The king, bitterly disappointed by Posa's treason, wants to release his son. However, Carlos calls him a murderer and tells him of his and Posa's friendship. An officer warns that citizens are threatening to revolt due to Carlos' imprisonment. Lerma convinces the grieving prince to flee to Brussels, like Posa intended. The grand inquisitor, meanwhile, blames King Philip for the murder of Posa and human weakness and demands the prince as a sacrifice in return. Carlos is caught before he can flee and the king gives him to the Inquisition.

==Ambiguity in depiction==
In 1982, Lesley Sharpe argued that with Don Carlos, Schiller moved away from character-based drama, and that the play's universe "casts a shadow of ambiguity" on its characters because of the complexity of the situation.

==Reception==
According to Schiller himself, the two main criticisms of Don Carlos were that it lacked unity and that the actions of the Marquis Posa were implausible. In Briefe über Don Carlos (1788), he claimed that two acts is too little time for a gradual development of Philip's trust in Posa. Schiller defended Posa's actions with arguments from character.

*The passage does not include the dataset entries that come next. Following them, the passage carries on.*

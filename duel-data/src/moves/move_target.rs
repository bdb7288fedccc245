use serde_string_enum::{
    DeserializeLabeledStringEnum,
    SerializeLabeledStringEnum,
};

/// The target of a move in a single battle.
#[derive(
    Debug,
    Default,
    Clone,
    Copy,
    PartialEq,
    Eq,
    Hash,
    SerializeLabeledStringEnum,
    DeserializeLabeledStringEnum,
)]
pub enum MoveTarget {
    /// The opposing Mon.
    #[string = "Normal"]
    #[default]
    Normal,
    /// The user.
    #[string = "User"]
    User,
    /// The entire battlefield.
    #[string = "Field"]
    Field,
    /// The user's side.
    #[string = "UserSide"]
    UserSide,
    /// The opposing side.
    #[string = "FoeSide"]
    FoeSide,
}

impl MoveTarget {
    /// Whether the move acts on its user instead of the opposing Mon.
    pub fn affects_user(&self) -> bool {
        !matches!(self, Self::Normal)
    }
}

Rudiger Gorner claimed in Standpoint that Kenneth Tynan once criticized Don Carlos as "a Spanish tragedy composed of themes borrowed from Hamlet and Phèdre", though according to The Guardian's Michael Billington, Tynan was actually writing about Schiller's play Mary Stuart (1800) after seeing a 1958 performance of that work at The Old Vic. Sharpe claimed that Schiller's defenses of Posa are unsuccessful because the play is not character-based in the first place, though she also said that Schiller's overall discussion of the play ultimately does "less than justice [...] to the play as a work of art". Gorner argued that the "sheer musicality of Schiller's verse" is shown by such works as Don Carlos, as well as The Robbers (1781) and Intrigue and Love (1784).

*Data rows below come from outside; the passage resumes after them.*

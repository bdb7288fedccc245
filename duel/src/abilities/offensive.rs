use anyhow::Result;
use duel_data::{
    BoostTable,
    Type,
};

use crate::{
    abilities::ability_identity,
    battle::MonHandle,
    conditions::log_activate,
    effect::{
        Effect,
        EffectContext,
        Hook,
        HookOutcome,
    },
    moves::ActiveMove,
};

/// Abilities that mold breakers ignore.
const MOLDS: &[&str] = &[
    "aromaveil",
    "battlearmor",
    "bigpecks",
    "bulletproof",
    "clearbody",
    "contrary",
    "damp",
    "dryskin",
    "filter",
    "flashfire",
    "flowergift",
    "flowerveil",
    "friendguard",
    "furcoat",
    "heatproof",
    "heavymetal",
    "hypercutter",
    "immunity",
    "innerfocus",
    "insomnia",
    "keeneye",
    "leafguard",
    "levitate",
    "lightmetal",
    "lightningrod",
    "limber",
    "magicbounce",
    "magmaarmor",
    "marvelscale",
    "motordrive",
    "multiscale",
    "oblivious",
    "overcoat",
    "owntempo",
    "sandveil",
    "sapsipper",
    "shellarmor",
    "shielddust",
    "simple",
    "snowcloak",
    "solidrock",
    "soundproof",
    "stickyhold",
    "stormdrain",
    "sturdy",
    "suctioncups",
    "sweetveil",
    "tangledfeet",
    "telepathy",
    "thickfat",
    "unaware",
    "vitalspirit",
    "voltabsorb",
    "waterabsorb",
    "waterveil",
    "whitesmoke",
    "wonderguard",
    "wonderskin",
];

/// Doubles the same-type bonus.
#[derive(Debug, Default, Clone)]
pub struct Adaptability;

impl Effect for Adaptability {
    ability_identity!("Adaptability");

    fn hooks(&self) -> &'static [(Hook, i32)] {
        &[(Hook::ModifyMove, 0)]
    }

    fn on_modify_move(
        &mut self,
        _: &mut EffectContext,
        active_move: &mut ActiveMove,
        _: Option<MonHandle>,
    ) -> Result<()> {
        active_move.stab_multiplier = 2.0;
        Ok(())
    }
}

/// Flying moves gain priority.
#[derive(Debug, Default, Clone)]
pub struct GaleWings;

impl Effect for GaleWings {
    ability_identity!("Gale Wings");

    fn hooks(&self) -> &'static [(Hook, i32)] {
        &[(Hook::ModifyPriority, 0)]
    }

    fn on_modify_priority(
        &mut self,
        _: &mut EffectContext,
        active_move: &ActiveMove,
        priority: i8,
    ) -> Result<i8> {
        if active_move.move_type() == Type::Flying {
            return Ok(priority + 1);
        }
        Ok(priority)
    }
}

/// Boosts attack while statused. Burn no longer halves physical damage.
#[derive(Debug, Default, Clone)]
pub struct Guts;

impl Effect for Guts {
    ability_identity!("Guts");

    fn hooks(&self) -> &'static [(Hook, i32)] {
        &[(Hook::ModifyAtk, 0)]
    }

    fn on_modify_atk(
        &mut self,
        ctx: &mut EffectContext,
        _: MonHandle,
        _: &ActiveMove,
        atk: f64,
    ) -> Result<f64> {
        if ctx.mon()?.status.is_some() {
            return Ok(atk * 1.5);
        }
        Ok(atk)
    }
}

/// Doubles attack.
#[derive(Debug, Default, Clone)]
pub struct HugePower;

impl Effect for HugePower {
    ability_identity!("Huge Power");

    fn hooks(&self) -> &'static [(Hook, i32)] {
        &[(Hook::ModifyAtk, 0)]
    }

    fn on_modify_atk(
        &mut self,
        _: &mut EffectContext,
        _: MonHandle,
        _: &ActiveMove,
        atk: f64,
    ) -> Result<f64> {
        Ok(atk * 2.0)
    }
}

/// Lowers the foe's attack on entry.
#[derive(Debug, Default, Clone)]
pub struct Intimidate;

impl Effect for Intimidate {
    ability_identity!("Intimidate");

    fn on_start(&mut self, ctx: &mut EffectContext) -> Result<HookOutcome> {
        let mon = ctx.mon_handle()?;
        if let Some(foe) = ctx.battle_ref().living_active_mon(1 - mon.side) {
            log_activate(ctx, "intimidate")?;
            ctx.battle().apply_boosts(
                foe,
                BoostTable {
                    atk: -1,
                    ..Default::default()
                },
                Some(mon),
            )?;
        }
        Ok(HookOutcome::Continue)
    }
}

/// Moves ignore the target's ability when it would get in the way.
#[derive(Debug, Default, Clone)]
pub struct MoldBreaker;

impl Effect for MoldBreaker {
    ability_identity!("Mold Breaker");

    fn hooks(&self) -> &'static [(Hook, i32)] {
        &[(Hook::BreakMold, 0)]
    }

    fn on_break_mold(&mut self, ctx: &mut EffectContext, target: MonHandle) -> Result<bool> {
        let ability = &ctx.battle_ref().mon(target)?.ability;
        Ok(MOLDS.contains(&ability.as_str()))
    }
}

/// Moves used by or against the holder always hit.
#[derive(Debug, Default, Clone)]
pub struct NoGuard;

impl Effect for NoGuard {
    ability_identity!("No Guard");

    fn hooks(&self) -> &'static [(Hook, i32)] {
        &[(Hook::Accuracy, 0), (Hook::FoeAccuracy, 0)]
    }

    fn on_accuracy(
        &mut self,
        _: &mut EffectContext,
        _: &ActiveMove,
        _: MonHandle,
        _: Option<f64>,
    ) -> Result<Option<f64>> {
        Ok(None)
    }

    fn on_foe_accuracy(
        &mut self,
        _: &mut EffectContext,
        _: &ActiveMove,
        _: MonHandle,
        _: Option<f64>,
    ) -> Result<Option<f64>> {
        Ok(None)
    }
}

/// Boosts speed while statused. Paralysis no longer slows the holder.
#[derive(Debug, Default, Clone)]
pub struct QuickFeet;

impl Effect for QuickFeet {
    ability_identity!("Quick Feet");

    fn hooks(&self) -> &'static [(Hook, i32)] {
        &[(Hook::ModifySpe, 0)]
    }

    fn on_modify_spe(&mut self, ctx: &mut EffectContext, _: MonHandle, spe: f64) -> Result<f64> {
        if ctx.mon()?.status.is_some() {
            return Ok(spe * 1.5);
        }
        Ok(spe)
    }
}

/// Trades a move's secondary effects for power.
#[derive(Debug, Default, Clone)]
pub struct SheerForce;

impl Effect for SheerForce {
    ability_identity!("Sheer Force");

    fn hooks(&self) -> &'static [(Hook, i32)] {
        &[(Hook::ModifyMove, 0), (Hook::ModifyBasePower, 0)]
    }

    fn on_modify_move(
        &mut self,
        _: &mut EffectContext,
        active_move: &mut ActiveMove,
        _: Option<MonHandle>,
    ) -> Result<()> {
        if active_move.has_secondary_effects() {
            active_move.data.secondary_effects.clear();
            active_move.secondaries_suppressed = true;
        }
        Ok(())
    }

    fn on_modify_base_power(
        &mut self,
        _: &mut EffectContext,
        active_move: &ActiveMove,
        _: MonHandle,
        _: MonHandle,
        base_power: f64,
    ) -> Result<f64> {
        if active_move.secondaries_suppressed {
            return Ok(base_power * 1.3);
        }
        Ok(base_power)
    }
}

/// Multi-hit moves always hit the maximum number of times.
#[derive(Debug, Default, Clone)]
pub struct SkillLink;

impl Effect for SkillLink {
    ability_identity!("Skill Link");

    fn hooks(&self) -> &'static [(Hook, i32)] {
        &[(Hook::ModifyMove, 0)]
    }

    fn on_modify_move(
        &mut self,
        _: &mut EffectContext,
        active_move: &mut ActiveMove,
        _: Option<MonHandle>,
    ) -> Result<()> {
        if let Some(most) = active_move.data.multihit.iter().max().copied() {
            active_move.data.multihit = Vec::from([most]);
        }
        Ok(())
    }
}

/// Boosts weak moves.
#[derive(Debug, Default, Clone)]
pub struct Technician;

impl Effect for Technician {
    ability_identity!("Technician");

    fn hooks(&self) -> &'static [(Hook, i32)] {
        &[(Hook::ModifyBasePower, 0)]
    }

    fn on_modify_base_power(
        &mut self,
        _: &mut EffectContext,
        active_move: &ActiveMove,
        _: MonHandle,
        _: MonHandle,
        base_power: f64,
    ) -> Result<f64> {
        if active_move.data.base_power <= 60 {
            return Ok(base_power * 1.5);
        }
        Ok(base_power)
    }
}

===Performance in Nazi-era Berlin===
Joseph Goebbels attended a performance of Don Carlos during World War II, at the Deutsches Theater in Berlin. Following Posa's speech about the horrors of Flanders and Brabant to King Philip, concluding with, “Sire, allow freedom of thought!” the audience engaged in "applause, stamping, shouting, and chanting" throughout the theater. After fifteen minutes, the lights were suddenly turned on the audience turned quiet. As the play continued with Philip's answer, "Strange fanatic," Goebbels rose and applauded alone.

==Influence==
Jeffrey L. High (CSULB) has found influences of Schiller's plays on the screenplays for several Hollywood films, and in particular suggests a close correspondence between Don Carlos and the screenplay for Star Wars (1977).

Additionally, the play is regarded as an influence on "The Grand Inquisitor" passage from The Brothers Karamazov.

==Opera adaptations==
Several operas have been composed on the basis of the play:
- 1844 opera by Michael Costa (libretto Leopold Tarentini, London)
- 1847 opera by Pasquale Bona (libretto Giorgio Giacchetti, Milan)
- 1850 opera by Antonio Buzzolla (libretto Francesco Maria Piave, Venice) (this version was entitled "Elisabetta di Valois")
- 1862 opera by Vincenzo Moscuzza (libretto Leopold Tarentini, Naples)
- 1867 & 1884 Don Carlos and Don Carlo by Giuseppe Verdi (libretto Joseph Méry & Camille du Locle, Paris, Italian translation by Achille de Lauzières and Angelo Zanardini, Milan; German translation by Julius Kapp and Kurt Soldan)

==English translations and stage adaptations==
- "Don Carlos, Prince Royal of Spain: An Historical Drama from the German of Frederick Schiller" (1798)
- Boylan, R. D. (2007). "Don Carlos" Reprint of an 1872 translation.
- Sy-Quia, Hilary Collier (2008). "Don Carlos and Mary Stuart" Reprint of a 1996 translation (out-of-print).
- Poulton, Mike (2005). "Don Carlos" Poulton's adaptation was directed by Michael Grandage in a well-reviewed staging.
- MacDonald, Robert David (2006). "Schiller: Volume Two: Don Carlos, Mary Stuart" MacDonald's adaptation was first staged in Edinburgh in 1995. It is a verse translation in iambic pentameter; Mary Carole McCauley wrote, "MacDonald creates a sense of ease within his 10-syllable metric lines by using modern idioms, and what the translation lacks in a certain lush richness, it may make up for in accessibility."